EXERCISE BRIEF:
Search the entries below for the word "SocketAddr" and copy each line that has it.

GIVEN DATA:
use hyper::server::conn::AddrStream;
use hyper::service::{make_service_fn, service_fn};
use hyper::Server;
use std::convert::Infallible;
use std::future::Future;
use std::net::SocketAddr;
use std::sync::Arc;
use tracing::{info, warn};

use super::dispatcher::TileDispatcher;
use crate::config::Config;
use crate::error::{TilegateError, TilegateResult};
use crate::session::{CookieStore, FormLoginAcquirer, SessionCache};

/// Listener accepting client connections and handing each request to the dispatcher
pub struct ProxyServer {
    pub bind_addr: SocketAddr,
    dispatcher: TileDispatcher,
}

impl ProxyServer {
    pub fn new(bind_addr: SocketAddr, dispatcher: TileDispatcher) -> Self {
        Self {
            bind_addr,
            dispatcher,
        }
    }

    /// Wire the session cache, login flow and upstream pool from configuration.
    ///
    /// A persisted cookie file, when present, seeds the cache so the first
    /// requests do not wait on a login.
    pub async fn from_config(config: &Config) -> TilegateResult<Self> {
        let store = config.session.cookie_file.clone().map(CookieStore::new);

        let persisted = match &store {
            Some(store) => match store.load().await {
                Ok(cookies) => cookies,
                Err(e) => {
                    warn!("Ignoring unreadable cookie file {:?}: {}", store.path(), e);
                    None
                }
            },
            None => None,
        };

        let acquirer = FormLoginAcquirer::new(config.login.clone(), store)?;
        let session = SessionCache::new(Arc::new(acquirer), config.session.refresh_cooldown());

        match persisted {
            Some(cookies) => {
                info!("Seeded session with {} persisted cookies", cookies.len());
                session.seed(cookies);
            }
            None if config.session.warm_up => {
                info!("Acquiring initial session in background");
                session.warm_up();
            }
            None => {}
        }

        let dispatcher = TileDispatcher::from_config(&config.upstream, session)?;
        Ok(Self::new(config.server.bind, dispatcher))
    }

    pub fn dispatcher(&self) -> &TileDispatcher {
        &self.dispatcher
    }

    /// Bind the listener and return its address plus the future that serves
    /// until `shutdown` resolves.
    pub fn start<F>(
        self,
        shutdown: F,
    ) -> TilegateResult<(SocketAddr, impl Future<Output = TilegateResult<()>>)>
    where
        F: Future<Output = ()> + Send + 'static,
    {
        let dispatcher = self.dispatcher;
        let make_service = make_service_fn(move |conn: &AddrStream| {
            let dispatcher = dispatcher.clone();
            let remote = conn.remote_addr();
            async move {
                Ok::<_, Infallible>(service_fn(move |mut req| {
                    let dispatcher = dispatcher.clone();
                    req.extensions_mut().insert(remote);
                    async move { dispatcher.handle_request(req).await }
                }))
            }
        });

        let builder = Server::try_bind(&self.bind_addr).map_err(|e| {
            TilegateError::network(format!("Failed to bind {}: {}", self.bind_addr, e))
        })?;
        let server = builder.serve(make_service);
        let local_addr = server.local_addr();
        info!("Tile proxy listening on {}", local_addr);

        let serving = async move {
            server
                .with_graceful_shutdown(shutdown)
                .await
                .map_err(|e| TilegateError::network(format!("Server error: {}", e)))
        };

        Ok((local_addr, serving))
    }

    /// Serve until Ctrl-C
    pub async fn run(self) -> TilegateResult<()> {
        let shutdown = async {
            if let Err(e) = tokio::signal::ctrl_c().await {
                warn!("Failed to listen for shutdown signal: {}", e);
                std::future::pending::<()>().await;
            }
            warn!("Received CTRL+C, shutting down gracefully...");
        };

        let (_, serving) = self.start(shutdown)?;
        serving.await?;
        info!("Tile proxy stopped");
        Ok(())
    }
}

PROBLEM SOLUTION:
use std::net::SocketAddr;
    pub bind_addr: SocketAddr,
    pub fn new(bind_addr: SocketAddr, dispatcher: TileDispatcher) -> Self {
    ) -> TilegateResult<(SocketAddr, impl Future<Output = TilegateResult<()>>)>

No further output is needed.